Print the data again, exactly.

- DATA FOR REVIEW:
*** Block opens ***
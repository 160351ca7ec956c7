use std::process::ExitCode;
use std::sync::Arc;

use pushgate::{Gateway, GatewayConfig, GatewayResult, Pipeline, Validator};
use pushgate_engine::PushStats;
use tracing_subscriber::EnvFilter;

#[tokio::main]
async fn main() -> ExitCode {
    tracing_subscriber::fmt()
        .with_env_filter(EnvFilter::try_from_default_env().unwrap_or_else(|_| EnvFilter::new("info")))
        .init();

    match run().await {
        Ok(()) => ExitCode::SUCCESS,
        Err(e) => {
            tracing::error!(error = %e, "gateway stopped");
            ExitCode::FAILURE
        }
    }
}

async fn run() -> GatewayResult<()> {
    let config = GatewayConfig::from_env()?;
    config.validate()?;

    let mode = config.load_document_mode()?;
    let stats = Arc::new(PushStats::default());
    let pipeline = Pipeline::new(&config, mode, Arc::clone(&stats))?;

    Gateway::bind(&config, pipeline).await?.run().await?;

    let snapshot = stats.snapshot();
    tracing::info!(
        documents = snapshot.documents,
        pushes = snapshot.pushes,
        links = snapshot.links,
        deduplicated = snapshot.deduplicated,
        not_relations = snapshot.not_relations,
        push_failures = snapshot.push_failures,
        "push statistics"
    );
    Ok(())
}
*** Block closes ***
- TASK ANSWER:
repository 160351ca7ec956c7
use std::process::ExitCode;
use std::sync::Arc;

use pushgate::{Gateway, GatewayConfig, GatewayResult, Pipeline, Validator};
use pushgate_engine::PushStats;
use tracing_subscriber::EnvFilter;

#[tokio::main]
async fn main() -> ExitCode {
    tracing_subscriber::fmt()
        .with_env_filter(EnvFilter::try_from_default_env().unwrap_or_else(|_| EnvFilter::new("info")))
        .init();

    match run().await {
        Ok(()) => ExitCode::SUCCESS,
        Err(e) => {
            tracing::error!(error = %e, "gateway stopped");
            ExitCode::FAILURE
        }
    }
}

async fn run() -> GatewayResult<()> {
    let config = GatewayConfig::from_env()?;
    config.validate()?;

    let mode = config.load_document_mode()?;
    let stats = Arc::new(PushStats::default());
    let pipeline = Pipeline::new(&config, mode, Arc::clone(&stats))?;

    Gateway::bind(&config, pipeline).await?.run().await?;

    let snapshot = stats.snapshot();
    tracing::info!(
        documents = snapshot.documents,
        pushes = snapshot.pushes,
        links = snapshot.links,
        deduplicated = snapshot.deduplicated,
        not_relations = snapshot.not_relations,
        push_failures = snapshot.push_failures,
        "push statistics"
    );
    Ok(())
}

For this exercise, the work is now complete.